### What the task asks
Could you copy out every line of the data where the word "AssetRecord" occurs?

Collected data
********
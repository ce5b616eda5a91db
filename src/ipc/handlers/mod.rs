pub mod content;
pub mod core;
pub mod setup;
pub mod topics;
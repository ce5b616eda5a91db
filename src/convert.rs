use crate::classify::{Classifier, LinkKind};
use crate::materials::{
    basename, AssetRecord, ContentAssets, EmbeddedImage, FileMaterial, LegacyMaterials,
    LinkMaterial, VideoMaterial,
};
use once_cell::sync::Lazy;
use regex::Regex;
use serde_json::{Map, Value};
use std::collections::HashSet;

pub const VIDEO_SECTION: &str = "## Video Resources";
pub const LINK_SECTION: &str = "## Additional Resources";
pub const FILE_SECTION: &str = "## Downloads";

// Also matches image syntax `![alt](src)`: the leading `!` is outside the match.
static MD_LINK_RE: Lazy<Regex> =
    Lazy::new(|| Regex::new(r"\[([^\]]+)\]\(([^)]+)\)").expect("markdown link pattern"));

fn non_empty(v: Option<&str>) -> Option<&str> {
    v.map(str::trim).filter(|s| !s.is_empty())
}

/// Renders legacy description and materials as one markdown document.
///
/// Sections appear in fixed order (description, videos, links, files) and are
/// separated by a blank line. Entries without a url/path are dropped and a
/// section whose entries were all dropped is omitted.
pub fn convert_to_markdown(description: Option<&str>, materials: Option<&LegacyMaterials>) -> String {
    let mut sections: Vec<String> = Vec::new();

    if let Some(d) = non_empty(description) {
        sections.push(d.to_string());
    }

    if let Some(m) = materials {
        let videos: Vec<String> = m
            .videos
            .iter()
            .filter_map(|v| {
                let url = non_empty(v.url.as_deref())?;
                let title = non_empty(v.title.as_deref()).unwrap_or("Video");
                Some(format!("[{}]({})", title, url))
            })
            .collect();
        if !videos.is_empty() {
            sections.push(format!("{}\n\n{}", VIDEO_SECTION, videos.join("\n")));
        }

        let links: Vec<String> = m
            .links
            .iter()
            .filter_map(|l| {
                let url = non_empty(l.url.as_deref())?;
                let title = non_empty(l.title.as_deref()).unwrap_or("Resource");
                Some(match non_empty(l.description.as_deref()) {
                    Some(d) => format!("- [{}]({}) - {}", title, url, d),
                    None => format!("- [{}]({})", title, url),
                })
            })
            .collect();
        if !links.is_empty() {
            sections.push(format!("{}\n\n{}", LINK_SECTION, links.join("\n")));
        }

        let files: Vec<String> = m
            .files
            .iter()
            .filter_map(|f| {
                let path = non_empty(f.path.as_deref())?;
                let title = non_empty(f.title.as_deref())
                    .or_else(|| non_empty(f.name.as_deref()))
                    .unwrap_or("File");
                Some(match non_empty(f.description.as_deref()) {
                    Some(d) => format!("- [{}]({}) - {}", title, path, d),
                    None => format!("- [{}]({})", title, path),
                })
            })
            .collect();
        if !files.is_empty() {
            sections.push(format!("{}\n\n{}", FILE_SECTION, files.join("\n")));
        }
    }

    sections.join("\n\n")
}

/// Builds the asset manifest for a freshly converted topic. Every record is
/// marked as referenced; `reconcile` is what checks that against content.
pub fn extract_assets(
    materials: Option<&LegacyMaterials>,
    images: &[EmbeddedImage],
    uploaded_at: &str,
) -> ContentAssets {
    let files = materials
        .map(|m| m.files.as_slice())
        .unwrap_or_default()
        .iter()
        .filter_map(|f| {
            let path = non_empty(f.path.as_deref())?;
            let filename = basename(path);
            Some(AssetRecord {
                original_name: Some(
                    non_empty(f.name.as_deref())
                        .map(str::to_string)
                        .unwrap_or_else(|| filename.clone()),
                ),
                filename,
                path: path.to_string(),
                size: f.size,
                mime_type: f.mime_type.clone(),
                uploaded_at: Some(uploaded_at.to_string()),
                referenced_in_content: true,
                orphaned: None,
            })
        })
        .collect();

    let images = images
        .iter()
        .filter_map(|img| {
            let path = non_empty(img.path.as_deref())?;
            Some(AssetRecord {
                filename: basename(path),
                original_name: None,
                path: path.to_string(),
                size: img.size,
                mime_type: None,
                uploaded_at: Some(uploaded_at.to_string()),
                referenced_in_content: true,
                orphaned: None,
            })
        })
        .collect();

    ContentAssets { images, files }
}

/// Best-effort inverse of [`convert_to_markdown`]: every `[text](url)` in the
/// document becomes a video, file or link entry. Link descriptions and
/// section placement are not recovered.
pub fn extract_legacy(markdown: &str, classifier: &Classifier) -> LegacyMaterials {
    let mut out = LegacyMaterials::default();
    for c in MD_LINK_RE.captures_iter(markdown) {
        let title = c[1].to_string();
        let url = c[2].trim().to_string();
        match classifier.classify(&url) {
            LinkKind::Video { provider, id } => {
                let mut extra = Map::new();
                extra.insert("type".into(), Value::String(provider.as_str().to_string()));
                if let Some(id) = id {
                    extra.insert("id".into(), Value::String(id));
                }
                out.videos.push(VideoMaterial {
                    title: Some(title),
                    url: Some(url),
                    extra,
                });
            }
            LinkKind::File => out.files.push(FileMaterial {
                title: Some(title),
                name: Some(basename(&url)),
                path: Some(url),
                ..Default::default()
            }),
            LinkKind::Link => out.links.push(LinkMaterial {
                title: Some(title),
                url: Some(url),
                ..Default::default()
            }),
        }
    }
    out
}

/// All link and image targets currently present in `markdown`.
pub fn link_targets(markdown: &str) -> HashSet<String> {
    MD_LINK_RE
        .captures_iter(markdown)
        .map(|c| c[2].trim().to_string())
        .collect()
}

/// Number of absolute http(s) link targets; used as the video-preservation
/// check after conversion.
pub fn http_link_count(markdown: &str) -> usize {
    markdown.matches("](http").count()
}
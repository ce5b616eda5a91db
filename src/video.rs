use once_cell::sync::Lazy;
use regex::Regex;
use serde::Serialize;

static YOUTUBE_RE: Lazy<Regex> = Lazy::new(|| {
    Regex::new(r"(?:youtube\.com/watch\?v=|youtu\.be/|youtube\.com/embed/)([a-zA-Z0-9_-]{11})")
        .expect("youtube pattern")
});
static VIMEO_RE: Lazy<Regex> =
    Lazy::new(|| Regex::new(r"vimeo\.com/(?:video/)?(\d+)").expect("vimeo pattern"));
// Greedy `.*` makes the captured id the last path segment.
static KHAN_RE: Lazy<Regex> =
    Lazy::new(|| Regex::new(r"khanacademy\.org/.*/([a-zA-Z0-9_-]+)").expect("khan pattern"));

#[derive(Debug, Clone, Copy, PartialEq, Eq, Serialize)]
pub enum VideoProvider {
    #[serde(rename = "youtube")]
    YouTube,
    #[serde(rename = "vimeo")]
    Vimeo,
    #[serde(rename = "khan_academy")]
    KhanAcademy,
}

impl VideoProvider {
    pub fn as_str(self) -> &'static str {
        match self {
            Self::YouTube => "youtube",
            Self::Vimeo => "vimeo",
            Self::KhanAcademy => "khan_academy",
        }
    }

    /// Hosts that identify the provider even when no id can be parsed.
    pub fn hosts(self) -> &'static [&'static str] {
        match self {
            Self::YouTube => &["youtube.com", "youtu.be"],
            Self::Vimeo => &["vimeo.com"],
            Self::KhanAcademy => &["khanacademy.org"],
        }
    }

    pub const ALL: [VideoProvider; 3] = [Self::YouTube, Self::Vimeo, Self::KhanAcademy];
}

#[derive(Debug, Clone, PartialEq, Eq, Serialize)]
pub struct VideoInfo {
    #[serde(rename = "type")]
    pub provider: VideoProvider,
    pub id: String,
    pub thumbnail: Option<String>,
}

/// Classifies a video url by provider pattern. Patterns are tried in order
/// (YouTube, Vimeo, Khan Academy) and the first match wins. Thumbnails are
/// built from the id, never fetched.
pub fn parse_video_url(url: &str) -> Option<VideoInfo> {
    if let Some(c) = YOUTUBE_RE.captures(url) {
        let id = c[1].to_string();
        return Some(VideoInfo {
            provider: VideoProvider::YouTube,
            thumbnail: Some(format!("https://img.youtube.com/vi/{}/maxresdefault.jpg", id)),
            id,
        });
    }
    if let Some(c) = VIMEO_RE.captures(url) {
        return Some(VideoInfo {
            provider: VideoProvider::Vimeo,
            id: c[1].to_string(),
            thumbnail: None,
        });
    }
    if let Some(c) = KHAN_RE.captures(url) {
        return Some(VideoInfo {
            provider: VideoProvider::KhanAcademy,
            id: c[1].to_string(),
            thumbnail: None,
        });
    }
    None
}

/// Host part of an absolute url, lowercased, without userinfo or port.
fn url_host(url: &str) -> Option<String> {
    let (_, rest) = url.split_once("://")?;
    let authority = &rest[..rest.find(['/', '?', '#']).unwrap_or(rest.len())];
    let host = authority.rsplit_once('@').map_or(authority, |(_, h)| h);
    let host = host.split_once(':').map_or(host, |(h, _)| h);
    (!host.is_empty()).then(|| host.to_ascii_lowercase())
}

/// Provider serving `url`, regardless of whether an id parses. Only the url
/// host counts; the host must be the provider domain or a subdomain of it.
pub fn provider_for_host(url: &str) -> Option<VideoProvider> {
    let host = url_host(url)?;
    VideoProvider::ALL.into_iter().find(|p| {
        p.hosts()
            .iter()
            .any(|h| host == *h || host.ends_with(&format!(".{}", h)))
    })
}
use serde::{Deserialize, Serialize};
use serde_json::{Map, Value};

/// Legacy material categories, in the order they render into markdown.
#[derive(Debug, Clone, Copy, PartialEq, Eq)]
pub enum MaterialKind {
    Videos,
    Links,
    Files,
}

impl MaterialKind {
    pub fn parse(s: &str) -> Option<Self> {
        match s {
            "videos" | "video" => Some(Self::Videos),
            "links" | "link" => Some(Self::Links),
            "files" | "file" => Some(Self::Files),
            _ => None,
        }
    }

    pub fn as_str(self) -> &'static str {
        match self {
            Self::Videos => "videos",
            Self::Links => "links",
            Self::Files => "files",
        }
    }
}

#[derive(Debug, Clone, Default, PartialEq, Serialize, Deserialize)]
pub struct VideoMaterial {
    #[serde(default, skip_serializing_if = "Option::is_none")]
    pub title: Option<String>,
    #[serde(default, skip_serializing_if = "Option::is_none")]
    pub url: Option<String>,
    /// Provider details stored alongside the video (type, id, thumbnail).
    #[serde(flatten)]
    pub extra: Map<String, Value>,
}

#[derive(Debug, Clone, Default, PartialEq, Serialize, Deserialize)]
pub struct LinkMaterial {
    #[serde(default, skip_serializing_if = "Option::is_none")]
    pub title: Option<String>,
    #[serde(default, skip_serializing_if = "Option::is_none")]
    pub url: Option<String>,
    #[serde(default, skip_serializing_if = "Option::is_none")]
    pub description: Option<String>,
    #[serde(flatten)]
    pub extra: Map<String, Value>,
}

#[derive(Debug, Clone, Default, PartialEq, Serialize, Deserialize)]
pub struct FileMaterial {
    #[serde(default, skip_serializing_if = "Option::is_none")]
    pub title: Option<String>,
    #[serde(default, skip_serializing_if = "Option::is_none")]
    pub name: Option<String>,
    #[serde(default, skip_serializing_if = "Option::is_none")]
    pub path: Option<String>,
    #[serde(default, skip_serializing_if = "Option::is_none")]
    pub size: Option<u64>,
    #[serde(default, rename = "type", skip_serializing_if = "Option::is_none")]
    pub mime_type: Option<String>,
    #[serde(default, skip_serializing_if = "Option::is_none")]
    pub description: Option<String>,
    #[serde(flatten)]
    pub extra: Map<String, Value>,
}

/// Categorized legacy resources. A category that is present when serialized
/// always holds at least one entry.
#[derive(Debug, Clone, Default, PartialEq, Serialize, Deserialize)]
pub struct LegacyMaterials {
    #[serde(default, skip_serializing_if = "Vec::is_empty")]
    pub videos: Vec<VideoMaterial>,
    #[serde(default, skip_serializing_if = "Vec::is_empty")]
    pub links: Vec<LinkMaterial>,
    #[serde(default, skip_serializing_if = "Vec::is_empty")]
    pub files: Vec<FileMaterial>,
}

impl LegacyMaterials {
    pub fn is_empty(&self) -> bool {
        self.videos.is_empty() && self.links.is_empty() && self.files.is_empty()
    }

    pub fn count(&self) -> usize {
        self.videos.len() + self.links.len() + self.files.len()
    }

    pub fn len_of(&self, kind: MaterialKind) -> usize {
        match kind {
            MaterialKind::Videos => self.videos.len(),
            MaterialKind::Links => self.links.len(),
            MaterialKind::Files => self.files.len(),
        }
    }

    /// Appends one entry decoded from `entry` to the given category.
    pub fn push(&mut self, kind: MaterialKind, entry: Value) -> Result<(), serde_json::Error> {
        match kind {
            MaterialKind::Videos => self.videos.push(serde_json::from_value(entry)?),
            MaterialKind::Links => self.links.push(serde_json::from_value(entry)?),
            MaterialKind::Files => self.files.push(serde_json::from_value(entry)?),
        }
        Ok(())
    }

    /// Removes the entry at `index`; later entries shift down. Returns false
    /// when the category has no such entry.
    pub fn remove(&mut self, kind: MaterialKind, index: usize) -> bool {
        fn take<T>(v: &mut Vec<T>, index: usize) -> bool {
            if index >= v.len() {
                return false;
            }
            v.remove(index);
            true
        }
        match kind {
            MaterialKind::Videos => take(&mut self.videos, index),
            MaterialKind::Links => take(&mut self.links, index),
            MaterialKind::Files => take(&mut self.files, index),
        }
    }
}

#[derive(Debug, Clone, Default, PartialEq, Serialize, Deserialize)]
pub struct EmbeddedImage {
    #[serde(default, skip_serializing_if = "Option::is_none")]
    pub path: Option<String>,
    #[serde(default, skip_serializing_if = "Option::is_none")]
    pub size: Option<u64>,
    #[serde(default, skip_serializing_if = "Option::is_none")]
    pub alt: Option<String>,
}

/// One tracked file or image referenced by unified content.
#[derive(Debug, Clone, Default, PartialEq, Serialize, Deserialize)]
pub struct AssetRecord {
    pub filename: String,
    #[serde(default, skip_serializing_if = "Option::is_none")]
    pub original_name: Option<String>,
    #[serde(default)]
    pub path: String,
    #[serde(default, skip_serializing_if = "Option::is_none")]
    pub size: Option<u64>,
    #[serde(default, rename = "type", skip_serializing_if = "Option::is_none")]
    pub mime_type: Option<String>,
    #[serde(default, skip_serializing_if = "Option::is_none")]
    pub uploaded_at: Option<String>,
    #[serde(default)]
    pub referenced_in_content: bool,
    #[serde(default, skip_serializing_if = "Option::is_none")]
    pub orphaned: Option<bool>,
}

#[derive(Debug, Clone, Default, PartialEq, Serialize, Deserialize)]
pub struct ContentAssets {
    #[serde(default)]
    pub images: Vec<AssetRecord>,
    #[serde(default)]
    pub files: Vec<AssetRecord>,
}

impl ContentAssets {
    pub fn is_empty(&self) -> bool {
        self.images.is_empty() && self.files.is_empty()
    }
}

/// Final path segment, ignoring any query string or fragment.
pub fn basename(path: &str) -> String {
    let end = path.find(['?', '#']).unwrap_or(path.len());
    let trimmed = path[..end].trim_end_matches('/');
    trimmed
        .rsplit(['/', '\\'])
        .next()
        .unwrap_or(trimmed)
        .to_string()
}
********
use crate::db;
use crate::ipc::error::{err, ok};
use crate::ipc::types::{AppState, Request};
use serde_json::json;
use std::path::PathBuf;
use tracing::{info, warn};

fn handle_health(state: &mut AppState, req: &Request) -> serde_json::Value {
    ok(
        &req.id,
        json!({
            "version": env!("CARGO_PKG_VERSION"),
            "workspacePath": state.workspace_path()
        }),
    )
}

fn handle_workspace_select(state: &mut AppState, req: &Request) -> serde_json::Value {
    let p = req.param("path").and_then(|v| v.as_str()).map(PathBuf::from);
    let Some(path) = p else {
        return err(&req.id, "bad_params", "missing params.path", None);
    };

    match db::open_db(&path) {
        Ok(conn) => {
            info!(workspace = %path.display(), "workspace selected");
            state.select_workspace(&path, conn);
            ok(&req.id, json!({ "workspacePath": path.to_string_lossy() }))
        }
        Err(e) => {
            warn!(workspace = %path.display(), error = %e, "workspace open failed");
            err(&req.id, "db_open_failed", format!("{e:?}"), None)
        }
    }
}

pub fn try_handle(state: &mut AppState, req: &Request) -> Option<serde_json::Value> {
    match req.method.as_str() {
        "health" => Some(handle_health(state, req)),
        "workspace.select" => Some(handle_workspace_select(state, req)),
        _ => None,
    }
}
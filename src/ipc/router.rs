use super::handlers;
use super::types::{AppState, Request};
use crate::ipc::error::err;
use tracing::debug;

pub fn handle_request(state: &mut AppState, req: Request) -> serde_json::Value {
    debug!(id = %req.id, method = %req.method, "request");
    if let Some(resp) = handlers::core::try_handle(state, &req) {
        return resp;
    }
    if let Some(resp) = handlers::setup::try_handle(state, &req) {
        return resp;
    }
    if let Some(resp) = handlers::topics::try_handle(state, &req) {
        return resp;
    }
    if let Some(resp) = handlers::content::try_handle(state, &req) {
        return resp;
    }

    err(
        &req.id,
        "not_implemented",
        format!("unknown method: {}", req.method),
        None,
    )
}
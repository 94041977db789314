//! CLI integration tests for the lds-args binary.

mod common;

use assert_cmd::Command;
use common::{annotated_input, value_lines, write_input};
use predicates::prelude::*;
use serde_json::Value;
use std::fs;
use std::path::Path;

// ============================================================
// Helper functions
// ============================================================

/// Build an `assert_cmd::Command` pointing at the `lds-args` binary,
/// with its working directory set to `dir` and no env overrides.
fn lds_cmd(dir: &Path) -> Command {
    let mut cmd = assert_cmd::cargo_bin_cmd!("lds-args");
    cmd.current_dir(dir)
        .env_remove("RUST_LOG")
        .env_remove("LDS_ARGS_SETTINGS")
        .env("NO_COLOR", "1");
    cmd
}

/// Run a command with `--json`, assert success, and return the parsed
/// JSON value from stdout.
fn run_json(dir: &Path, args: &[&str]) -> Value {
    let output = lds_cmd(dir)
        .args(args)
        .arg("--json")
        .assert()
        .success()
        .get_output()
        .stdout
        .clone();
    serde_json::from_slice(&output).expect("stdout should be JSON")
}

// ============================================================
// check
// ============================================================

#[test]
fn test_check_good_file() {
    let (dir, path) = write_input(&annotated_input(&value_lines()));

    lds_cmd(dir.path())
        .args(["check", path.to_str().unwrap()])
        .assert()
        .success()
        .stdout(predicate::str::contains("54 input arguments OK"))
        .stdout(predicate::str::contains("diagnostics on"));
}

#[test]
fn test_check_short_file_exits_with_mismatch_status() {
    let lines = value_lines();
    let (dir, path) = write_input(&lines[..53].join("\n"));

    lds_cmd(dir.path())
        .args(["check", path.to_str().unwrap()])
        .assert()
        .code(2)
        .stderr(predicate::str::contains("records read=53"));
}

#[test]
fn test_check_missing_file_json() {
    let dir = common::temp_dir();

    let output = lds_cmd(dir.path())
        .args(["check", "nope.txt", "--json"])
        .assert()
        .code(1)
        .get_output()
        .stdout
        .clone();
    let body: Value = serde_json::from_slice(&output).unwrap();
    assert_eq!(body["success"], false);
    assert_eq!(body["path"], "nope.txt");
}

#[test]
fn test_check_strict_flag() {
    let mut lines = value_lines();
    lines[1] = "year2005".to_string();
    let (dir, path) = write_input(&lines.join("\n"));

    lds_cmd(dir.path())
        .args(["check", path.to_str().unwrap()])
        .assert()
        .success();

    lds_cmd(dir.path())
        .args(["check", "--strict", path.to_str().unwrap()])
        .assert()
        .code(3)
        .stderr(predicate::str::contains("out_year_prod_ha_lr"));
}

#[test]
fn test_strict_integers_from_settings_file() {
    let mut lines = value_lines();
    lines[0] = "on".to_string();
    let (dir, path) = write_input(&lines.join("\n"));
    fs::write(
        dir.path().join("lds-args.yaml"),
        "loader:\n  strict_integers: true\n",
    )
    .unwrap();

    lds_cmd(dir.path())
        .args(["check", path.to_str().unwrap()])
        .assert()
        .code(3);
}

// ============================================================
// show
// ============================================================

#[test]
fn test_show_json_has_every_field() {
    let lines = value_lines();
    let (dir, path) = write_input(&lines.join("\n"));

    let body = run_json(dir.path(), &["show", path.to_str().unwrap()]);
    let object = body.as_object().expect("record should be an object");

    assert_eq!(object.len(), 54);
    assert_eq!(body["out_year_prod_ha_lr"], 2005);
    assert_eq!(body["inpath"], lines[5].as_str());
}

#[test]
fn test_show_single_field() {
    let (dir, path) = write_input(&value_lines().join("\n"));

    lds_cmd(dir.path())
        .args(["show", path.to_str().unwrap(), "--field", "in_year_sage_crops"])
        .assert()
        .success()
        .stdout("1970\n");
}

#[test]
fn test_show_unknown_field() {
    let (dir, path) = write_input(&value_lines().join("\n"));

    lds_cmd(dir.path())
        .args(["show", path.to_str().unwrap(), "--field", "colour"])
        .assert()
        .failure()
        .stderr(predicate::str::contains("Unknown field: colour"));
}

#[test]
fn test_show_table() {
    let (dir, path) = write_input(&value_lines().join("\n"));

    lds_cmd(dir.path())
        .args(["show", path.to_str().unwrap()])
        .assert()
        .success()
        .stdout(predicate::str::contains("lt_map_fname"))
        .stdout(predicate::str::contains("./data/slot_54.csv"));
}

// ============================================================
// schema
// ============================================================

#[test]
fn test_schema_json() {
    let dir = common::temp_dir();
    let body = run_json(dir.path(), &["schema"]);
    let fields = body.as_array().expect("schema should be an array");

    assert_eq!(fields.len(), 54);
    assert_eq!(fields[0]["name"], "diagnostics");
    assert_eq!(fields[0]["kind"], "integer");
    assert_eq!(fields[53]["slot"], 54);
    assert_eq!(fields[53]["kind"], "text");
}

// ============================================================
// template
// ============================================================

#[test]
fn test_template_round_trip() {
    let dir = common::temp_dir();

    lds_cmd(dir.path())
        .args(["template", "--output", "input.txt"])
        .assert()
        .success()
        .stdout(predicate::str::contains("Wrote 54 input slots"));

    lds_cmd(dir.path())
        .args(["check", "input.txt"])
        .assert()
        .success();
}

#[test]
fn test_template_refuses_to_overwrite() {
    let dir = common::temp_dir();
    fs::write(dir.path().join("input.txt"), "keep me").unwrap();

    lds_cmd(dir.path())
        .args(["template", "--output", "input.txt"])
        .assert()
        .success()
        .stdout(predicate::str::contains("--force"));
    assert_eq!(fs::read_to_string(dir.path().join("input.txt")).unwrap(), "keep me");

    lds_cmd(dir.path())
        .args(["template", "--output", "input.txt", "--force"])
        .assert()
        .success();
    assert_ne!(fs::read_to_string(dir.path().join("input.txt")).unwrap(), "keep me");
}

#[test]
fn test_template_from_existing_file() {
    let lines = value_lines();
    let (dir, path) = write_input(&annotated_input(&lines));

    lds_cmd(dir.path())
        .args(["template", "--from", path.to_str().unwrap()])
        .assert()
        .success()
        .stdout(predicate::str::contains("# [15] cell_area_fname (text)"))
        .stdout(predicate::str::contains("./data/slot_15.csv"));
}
********
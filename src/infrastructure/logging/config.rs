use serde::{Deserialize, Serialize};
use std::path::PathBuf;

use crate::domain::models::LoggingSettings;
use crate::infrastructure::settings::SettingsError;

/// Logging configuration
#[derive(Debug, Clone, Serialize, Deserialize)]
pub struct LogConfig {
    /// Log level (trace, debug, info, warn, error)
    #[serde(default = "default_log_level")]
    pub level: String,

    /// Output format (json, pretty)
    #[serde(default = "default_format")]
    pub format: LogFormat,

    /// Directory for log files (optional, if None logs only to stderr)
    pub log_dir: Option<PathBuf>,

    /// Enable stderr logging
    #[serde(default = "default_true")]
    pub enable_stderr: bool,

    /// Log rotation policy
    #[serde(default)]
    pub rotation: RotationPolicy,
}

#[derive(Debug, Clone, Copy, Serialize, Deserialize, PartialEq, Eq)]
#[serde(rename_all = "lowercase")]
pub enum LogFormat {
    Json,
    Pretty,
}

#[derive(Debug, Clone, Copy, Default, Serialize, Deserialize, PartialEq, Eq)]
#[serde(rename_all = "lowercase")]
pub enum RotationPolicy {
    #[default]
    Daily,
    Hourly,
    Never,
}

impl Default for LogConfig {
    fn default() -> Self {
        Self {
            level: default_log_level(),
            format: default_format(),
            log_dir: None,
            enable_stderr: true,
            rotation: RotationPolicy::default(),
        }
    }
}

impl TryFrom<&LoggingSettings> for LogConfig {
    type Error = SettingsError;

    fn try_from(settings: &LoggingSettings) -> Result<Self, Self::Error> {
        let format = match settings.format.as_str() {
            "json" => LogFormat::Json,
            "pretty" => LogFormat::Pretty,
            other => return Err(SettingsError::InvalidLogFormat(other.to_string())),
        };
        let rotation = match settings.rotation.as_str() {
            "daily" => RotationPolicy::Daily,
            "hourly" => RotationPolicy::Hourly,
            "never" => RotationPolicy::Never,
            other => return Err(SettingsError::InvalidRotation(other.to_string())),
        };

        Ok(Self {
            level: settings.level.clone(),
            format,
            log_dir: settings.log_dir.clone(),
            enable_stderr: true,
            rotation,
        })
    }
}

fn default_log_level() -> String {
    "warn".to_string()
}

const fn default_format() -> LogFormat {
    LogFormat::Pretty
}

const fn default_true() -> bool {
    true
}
********
### Task output
    basename, AssetRecord, ContentAssets, EmbeddedImage, FileMaterial, LegacyMaterials,
            Some(AssetRecord {
            Some(AssetRecord {
pub struct AssetRecord {
    pub images: Vec<AssetRecord>,
    pub files: Vec<AssetRecord>,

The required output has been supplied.